As the Mortgage Meltdown spills over into the Credit Crunch and recession, most of us who own homes (or at least live in homes where we pay a mortgage) have seen the value of our home decline precipitously. Where prices rose the highest and the fastest, they've come down the farthest and the fastest. In some areas, real estate values have dropped by over 50 percent.
Side note: If you can get a loan, start thinking now about buying a home if you don't already own one. Prices may drop further, but not by much -- if, that is, the economy doesn't go into free fall. If it does, all bets are off.
I submit to you that in years past (prior to the run-up in house prices), the investment value of your real estate purchase was trivial, whereas the past few years it held the majority component of your purchase.
Let's use an example. The discussion below assumes you paid cash, for simplicity. Nobody does this anymore, so the leverage is much higher, and your return on investment is considerably higher than this cash method suggests. Keep that in mind.
Say you bought your house in 1990 for $100,000. Back then, in a "normal market" you could expect the value of your house to rise by 2-5 percent (depending on where you lived). I'd estimate, then, that 95% or so of your mortgage was the intrinsic value of the shelter you purchased, and 5% was the investment component. So, if your $5,000 "investment" rose in value to $105,000, you made 100% on your investment.
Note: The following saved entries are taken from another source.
//! Statement kind detection for raw SQL.

use std::fmt;

/// The kind of a raw SQL statement, by leading keyword.
#[derive(Debug, Clone, Copy, PartialEq, Eq, Hash)]
pub enum StatementKind {
    Select,
    Insert,
    Update,
    Delete,
    Create,
    Drop,
    Alter,
    /// Anything unrecognised (TRUNCATE, GRANT, CALL, ...)
    Other,
}

impl StatementKind {
    /// Detect the statement kind from a SQL string.
    ///
    /// Leading whitespace, comments and parentheses are skipped. For CTEs
    /// (`WITH ...`), looks past the CTE definitions to the main statement;
    /// a data-modifying CTE body makes the whole statement that kind.
    pub fn from_sql(sql: &str) -> Self {
        let trimmed = strip_sql_prefix(sql);
        if starts_with_keyword(trimmed, "WITH") {
            return Self::detect_cte(trimmed);
        }
        Self::from_keyword(trimmed)
    }

    /// Only plain reads may be served from, and stored in, the cache.
    pub fn is_read(self) -> bool {
        self == StatementKind::Select
    }

    /// Anything that is not a plain read is treated as a mutation.
    pub fn is_mutation(self) -> bool {
        !self.is_read()
    }

    pub fn as_str(self) -> &'static str {
        match self {
            StatementKind::Select => "SELECT",
            StatementKind::Insert => "INSERT",
            StatementKind::Update => "UPDATE",
            StatementKind::Delete => "DELETE",
            StatementKind::Create => "CREATE",
            StatementKind::Drop => "DROP",
            StatementKind::Alter => "ALTER",
            StatementKind::Other => "OTHER",
        }
    }

    fn from_keyword(s: &str) -> Self {
        const KEYWORDS: [(&str, StatementKind); 8] = [
            ("SELECT", StatementKind::Select),
            ("VALUES", StatementKind::Select),
            ("INSERT", StatementKind::Insert),
            ("UPDATE", StatementKind::Update),
            ("DELETE", StatementKind::Delete),
            ("CREATE", StatementKind::Create),
            ("DROP", StatementKind::Drop),
            ("ALTER", StatementKind::Alter),
        ];
        KEYWORDS
            .iter()
            .find(|(kw, _)| starts_with_keyword(s, kw))
            .map_or(StatementKind::Other, |(_, kind)| *kind)
    }

    /// Detect the kind of a `WITH ...` statement.
    fn detect_cte(sql: &str) -> Self {
        let mut depth: i32 = 0;
        let mut last_top_level = 0;
        let mut body_kind: Option<StatementKind> = None;
        let bytes = sql.as_bytes();
        let mut i = 0;
        while i < bytes.len() {
            match bytes[i] {
                b'(' => {
                    if depth == 0 && body_kind.is_none() {
                        let kind = Self::from_keyword(strip_sql_prefix(&sql[i + 1..]));
                        if kind.is_mutation() && kind != StatementKind::Other {
                            body_kind = Some(kind);
                        }
                    }
                    depth += 1;
                }
                b')' => {
                    depth -= 1;
                    if depth == 0 {
                        last_top_level = i + 1;
                    }
                }
                b'\'' => {
                    // Skip string literal
                    i += 1;
                    while i < bytes.len() {
                        if bytes[i] == b'\'' {
                            if bytes.get(i + 1) == Some(&b'\'') {
                                i += 1;
                            } else {
                                break;
                            }
                        }
                        i += 1;
                    }
                }
                _ => {}
            }
            i += 1;
        }

        let main = Self::from_keyword(strip_sql_prefix(&sql[last_top_level..]));
        match (main, body_kind) {
            (StatementKind::Select, Some(body)) => body,
            (kind, _) => kind,
        }
    }
}

impl fmt::Display for StatementKind {
    fn fmt(&self, f: &mut fmt::Formatter<'_>) -> fmt::Result {
        f.write_str(self.as_str())
    }
}

/// Strip leading whitespace, SQL comments (`--` and `/* */`), and parentheses
/// from a SQL string to find the first meaningful keyword.
pub(crate) fn strip_sql_prefix(sql: &str) -> &str {
    let mut s = sql;
    loop {
        let before = s;
        s = s.trim_start();
        if let Some(rest) = s.strip_prefix("--") {
            match rest.find('\n') {
                Some(pos) => {
                    s = &rest[pos + 1..];
                    continue;
                }
                None => return "",
            }
        }
        if let Some(rest) = s.strip_prefix("/*") {
            match rest.find("*/") {
                Some(pos) => {
                    s = &rest[pos + 2..];
                    continue;
                }
                None => return "",
            }
        }
        if let Some(rest) = s.strip_prefix('(') {
            s = rest;
            continue;
        }
        if s == before {
            break;
        }
    }
    s
}

/// Case-insensitive keyword match that refuses identifier continuations
/// (`SELECTED` is not `SELECT`).
pub(crate) fn starts_with_keyword(s: &str, keyword: &str) -> bool {
    match s.get(0..keyword.len()) {
        Some(prefix) if prefix.eq_ignore_ascii_case(keyword) => !s[keyword.len()..]
            .chars()
            .next()
            .is_some_and(|c| c.is_ascii_alphanumeric() || c == '_'),
        _ => false,
    }
}

#[cfg(test)]
mod tests {
    use super::*;

    #[test]
    fn test_plain_keywords() {
        assert_eq!(StatementKind::from_sql("SELECT 1"), StatementKind::Select);
        assert_eq!(StatementKind::from_sql("  select * from t"), StatementKind::Select);
        assert_eq!(StatementKind::from_sql("INSERT INTO t VALUES (1)"), StatementKind::Insert);
        assert_eq!(StatementKind::from_sql("update t set a = 1"), StatementKind::Update);
        assert_eq!(StatementKind::from_sql("DELETE FROM t"), StatementKind::Delete);
        assert_eq!(StatementKind::from_sql("CREATE TABLE t (a INT)"), StatementKind::Create);
        assert_eq!(StatementKind::from_sql("DROP TABLE t"), StatementKind::Drop);
        assert_eq!(StatementKind::from_sql("ALTER TABLE t ADD b INT"), StatementKind::Alter);
        assert_eq!(StatementKind::from_sql("TRUNCATE t"), StatementKind::Other);
        assert_eq!(StatementKind::from_sql(""), StatementKind::Other);
    }

    #[test]
    fn test_comments_and_parens_skipped() {
        assert_eq!(
            StatementKind::from_sql("-- fetch\n/* users */ (SELECT 1)"),
            StatementKind::Select
        );
        assert_eq!(
            StatementKind::from_sql("/* note */ DELETE FROM t"),
            StatementKind::Delete
        );
        assert_eq!(StatementKind::from_sql("-- only a comment"), StatementKind::Other);
    }

    #[test]
    fn test_keyword_boundary() {
        assert_eq!(StatementKind::from_sql("SELECTED"), StatementKind::Other);
        assert_eq!(StatementKind::from_sql("SELECT\n1"), StatementKind::Select);
    }

    #[test]
    fn test_cte_detection() {
        assert_eq!(
            StatementKind::from_sql("WITH x AS (SELECT 1) SELECT * FROM x"),
            StatementKind::Select
        );
        assert_eq!(
            StatementKind::from_sql("WITH x AS (SELECT ')') DELETE FROM t USING x"),
            StatementKind::Delete
        );
        assert_eq!(
            StatementKind::from_sql(
                "WITH gone AS (DELETE FROM t RETURNING id) SELECT count(*) FROM gone"
            ),
            StatementKind::Delete
        );
    }

    #[test]
    fn test_only_select_is_read() {
        assert!(StatementKind::Select.is_read());
        assert!(StatementKind::Other.is_mutation());
        assert!(StatementKind::Alter.is_mutation());
    }
}
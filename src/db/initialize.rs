use crate::db::migrate::run_pending_migrations;
use crate::errors::AppResult;
use rusqlite::Connection;

/// Initialize the ledger database.
/// Delegates all schema creation / upgrades to the migration engine.
pub fn init_db(conn: &Connection) -> AppResult<()> {
    run_pending_migrations(conn)?;
    Ok(())
}
use super::geofence_event::GeofenceEvent;
use chrono::{DateTime, NaiveDate, Utc};
use serde::Serialize;

/// Explicit clock state for one (manager, date) record.
///
/// Kept as a tagged value rather than inferred from which optional fields
/// happen to be set, so every transition site matches on the same table.
#[derive(Debug, Clone, Copy, PartialEq, Eq)]
pub enum SessionState {
    NoSession,
    Open,
    Closed,
}

/// The attendance record for one manager on one calendar day.
///
/// Identity key is (manager_id, date); the row is created on first
/// clock-in and never deleted. A same-day leave-and-return re-opens this
/// record instead of creating a second one.
#[derive(Debug, Clone, Serialize)]
pub struct AttendanceSession {
    pub id: i64,
    pub manager_id: String,
    pub date: NaiveDate,
    pub clock_in: Option<DateTime<Utc>>,
    pub clock_out: Option<DateTime<Utc>>,
    pub events: Vec<GeofenceEvent>,
    pub total_hours: f64,
    /// Set when the record was synthesized by a clock-out that found no
    /// open session (forgotten clock-in or out-of-order delivery) so it
    /// can be audited apart from normal sessions.
    pub synthesized: bool,
    pub created_at: String,
}

impl AttendanceSession {
    pub fn state(&self) -> SessionState {
        match (self.clock_in, self.clock_out) {
            (Some(_), None) => SessionState::Open,
            _ => SessionState::Closed,
        }
    }

    pub fn is_open(&self) -> bool {
        self.state() == SessionState::Open
    }

    pub fn date_str(&self) -> String {
        self.date.format("%Y-%m-%d").to_string()
    }
}

/// State of the (manager, date) slot, covering the not-yet-created case.
pub fn state_of(session: Option<&AttendanceSession>) -> SessionState {
    match session {
        None => SessionState::NoSession,
        Some(s) => s.state(),
    }
}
Not bad. In fact, excellent!
But how much did your "shelter" component rise? Let's say rents rose by 2% in a year. In a market where rents and mortgages were in line (we'll call it equilibrium), the value of your shelter, by definition, rose 2%. That is to say, if you could rent out your house, you could rent it out for 2% more this year than last.
So, in fact, the gain on your $105,000 house was $3,000 investment and $2,000 intrinsic value.
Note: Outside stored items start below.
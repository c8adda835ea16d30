mod common;
use common::{fl, setup_test_db, temp_out, write_site_file};
use std::fs;

/// Initialize a ledger and record one full day for mgr-a.
fn init_db_with_data(db_path: &str) {
    fl().args(["--db", db_path, "--test", "init"])
        .assert()
        .success();

    fl().args([
        "--db",
        db_path,
        "clock-in",
        "mgr-a",
        "--at",
        "2025-06-02 09:05",
    ])
    .assert()
    .success();

    fl().args([
        "--db",
        db_path,
        "clock-out",
        "mgr-a",
        "--at",
        "2025-06-02 17:40",
    ])
    .assert()
    .success();
}

#[test]
fn test_export_sessions_csv() {
    let db_path = setup_test_db("export_sessions_csv");
    init_db_with_data(&db_path);

    let out = temp_out("export_sessions_csv", "csv");

    fl().args([
        "--db",
        &db_path,
        "export",
        "--format",
        "csv",
        "--out",
        &out,
        "--sessions",
        "--manager",
        "mgr-a",
        "--month",
        "2025-06",
    ])
    .assert()
    .success();

    let content = fs::read_to_string(&out).expect("read exported csv");
    assert!(content.contains("manager_id,date,clock_in"));
    assert!(content.contains("mgr-a"));
    assert!(content.contains("2025-06-02"));
    assert!(content.contains("8.58"));
}

#[test]
fn test_export_sessions_json() {
    let db_path = setup_test_db("export_sessions_json");
    init_db_with_data(&db_path);

    let out = temp_out("export_sessions_json", "json");

    fl().args([
        "--db",
        &db_path,
        "export",
        "--format",
        "json",
        "--out",
        &out,
        "--sessions",
        "--manager",
        "mgr-a",
        "--month",
        "2025-06",
    ])
    .assert()
    .success();

    let content = fs::read_to_string(&out).expect("read exported json");
    assert!(content.contains("\"manager_id\": \"mgr-a\""));
    assert!(content.contains("\"total_hours\": 8.58"));
}

#[test]
fn test_export_summaries_csv_covers_all_managers() {
    let db_path = setup_test_db("export_summaries_csv");
    let site = write_site_file("export_summaries_csv");
    init_db_with_data(&db_path);

    let out = temp_out("export_summaries_csv", "csv");

    fl().args([
        "--db",
        &db_path,
        "--site",
        &site,
        "export",
        "--format",
        "csv",
        "--out",
        &out,
        "--summaries",
        "--month",
        "2025-06",
    ])
    .assert()
    .success();

    let content = fs::read_to_string(&out).expect("read exported csv");
    assert!(content.contains("manager_id,month,present_days"));
    assert!(content.contains("mgr-a,2025-06,1"));
    assert!(content.contains("mgr-b,2025-06,0"));
    assert!(content.contains("mgr-c,2025-06,0"));
}

#[test]
fn test_export_sessions_requires_a_manager() {
    let db_path = setup_test_db("export_needs_manager");
    init_db_with_data(&db_path);

    let out = temp_out("export_needs_manager", "csv");

    fl().args([
        "--db",
        &db_path,
        "export",
        "--format",
        "csv",
        "--out",
        &out,
        "--sessions",
        "--month",
        "2025-06",
    ])
    .assert()
    .failure();
}

#[test]
fn test_export_without_a_target_fails() {
    let db_path = setup_test_db("export_no_target");
    init_db_with_data(&db_path);

    let out = temp_out("export_no_target", "csv");

    fl().args([
        "--db", &db_path, "export", "--format", "csv", "--out", &out,
    ])
    .assert()
    .failure();
}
Still, a 60% gain on your "investment." Not bad at all.
Fast forward to 2005.
Your $100,000 house is now $500,000. If you bought it in 2005, I'd estimate that your investment component was around $390,000! In other words, at 2% per year growth in rents, your shelter component is only worth about $110,000!
That leaves a lot of room for investment losses!!!
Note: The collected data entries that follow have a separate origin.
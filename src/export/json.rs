use crate::errors::{AppError, AppResult};
use crate::models::session::AttendanceSession;
use crate::models::summary::MonthlySummary;

/// Write sessions as pretty-printed JSON.
pub fn write_sessions_json(path: &str, sessions: &[AttendanceSession]) -> AppResult<()> {
    let json =
        serde_json::to_string_pretty(sessions).map_err(|e| AppError::Export(e.to_string()))?;
    std::fs::write(path, json)?;
    Ok(())
}

/// Write monthly summaries as pretty-printed JSON.
pub fn write_summaries_json(path: &str, summaries: &[MonthlySummary]) -> AppResult<()> {
    let json =
        serde_json::to_string_pretty(summaries).map_err(|e| AppError::Export(e.to_string()))?;
    std::fs::write(path, json)?;
    Ok(())
}
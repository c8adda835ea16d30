//! Pure geofence membership predicate.
//!
//! Never errors: GPS hardware intermittently reports invalid fixes, and a
//! check-in attempt must not hard-fail on one. Any coordinate outside
//! WGS84 bounds (or non-finite) is simply "not inside".

use crate::models::coordinate::Coordinate;
use crate::models::geofence::Geofence;

const EARTH_RADIUS_M: f64 = 6_371_000.0;

/// Great-circle distance in meters (haversine).
pub fn distance_m(a: Coordinate, b: Coordinate) -> f64 {
    let lat1 = a.lat.to_radians();
    let lat2 = b.lat.to_radians();
    let dlat = (b.lat - a.lat).to_radians();
    let dlon = (b.lon - a.lon).to_radians();

    let h = (dlat / 2.0).sin().powi(2) + lat1.cos() * lat2.cos() * (dlon / 2.0).sin().powi(2);
    2.0 * EARTH_RADIUS_M * h.sqrt().asin()
}

/// Ray-cast point-in-polygon over (lat, lon) treated as planar.
/// Fine at site scale; boundary points may fall either side.
fn point_in_polygon(p: Coordinate, vertices: &[Coordinate]) -> bool {
    if vertices.len() < 3 {
        return false;
    }

    let mut inside = false;
    let mut j = vertices.len() - 1;

    for i in 0..vertices.len() {
        let vi = vertices[i];
        let vj = vertices[j];

        let crosses = (vi.lat > p.lat) != (vj.lat > p.lat);
        if crosses {
            let x = (vj.lon - vi.lon) * (p.lat - vi.lat) / (vj.lat - vi.lat) + vi.lon;
            if p.lon < x {
                inside = !inside;
            }
        }
        j = i;
    }

    inside
}

/// Is the coordinate inside the project's allowed work area.
pub fn is_within(coord: Coordinate, fence: &Geofence) -> bool {
    if !coord.is_valid() {
        return false;
    }

    match fence {
        Geofence::Circle { center, radius_m } => {
            center.is_valid() && *radius_m >= 0.0 && distance_m(coord, *center) <= *radius_m
        }
        Geofence::Polygon { vertices } => point_in_polygon(coord, vertices),
    }
}

/// Advisory verdict for a clock event against a set of candidate fences:
/// inside any fence → Some(true); outside all → Some(false); nothing to
/// check (no coordinate supplied, or no fence on record) → None.
pub fn verdict(coord: Option<Coordinate>, fences: &[Geofence]) -> Option<bool> {
    let coord = coord?;
    if fences.is_empty() {
        return None;
    }
    Some(fences.iter().any(|f| is_within(coord, f)))
}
In fact, if house prices fall by 50%, it is my contention that your shelter component barely moves. If anything, it has risen, simply because rents should be increasing as everyone moves out of "too expensive" homes to apartments -- the demand for rentals has risen dramatically through this mortgage debacle.
So, if your house declined in value by 50%, down to $250,000, I am suggesting that all of it was comprised of the investment component.
But, the intrinsic value of your house has risen.
I know, money is money. And you've lost a lot. But if you felt that your house was worth $500,000 in 2005, what makes you value it any less today?
Your loss is only on paper. If you truly believed that your home was worth the half a million dollars you paid for it, then it truly has gone up in value since then.
Of course, you cannot realize that gain right now. Or for quite some time for that matter.
Think of your house for a moment as you would the purchase of a stock. There's the future cash flow (dividends) and the capital appreciation. If the stock does not rise in price, but keeps paying out the same dividends, it's still worth what it was when you bought it.
It may be worth more to somebody else right now, or it may be worth less (this is all based on price). But to you, it is worth just the same.
If the price falls on the stock, yet the dividend remains the same, then isn't the stock intrinsically worth more?
That's what I'm saying about your home.
On paper, you may be suffering a "wealth effect."
But in real life, your home is providing the same utility today as it did when you bought it. In fact, it may be providing more. Rents have not fallen, they've only gone up in the real estate "collapse." Therefore, the shelter component of your purchase is worth more today than yesterday.
It is only the investment portion of your purchase that has taken a beating. Try to set that aside for a while. In time, you will recoup your investment, and then some.
Especially with the rapid inflation the Fed is building into the system. Don't be surprised, if in 5-10 years, your investment will be reaping positive returns!
Enjoy life. Spend time with your family.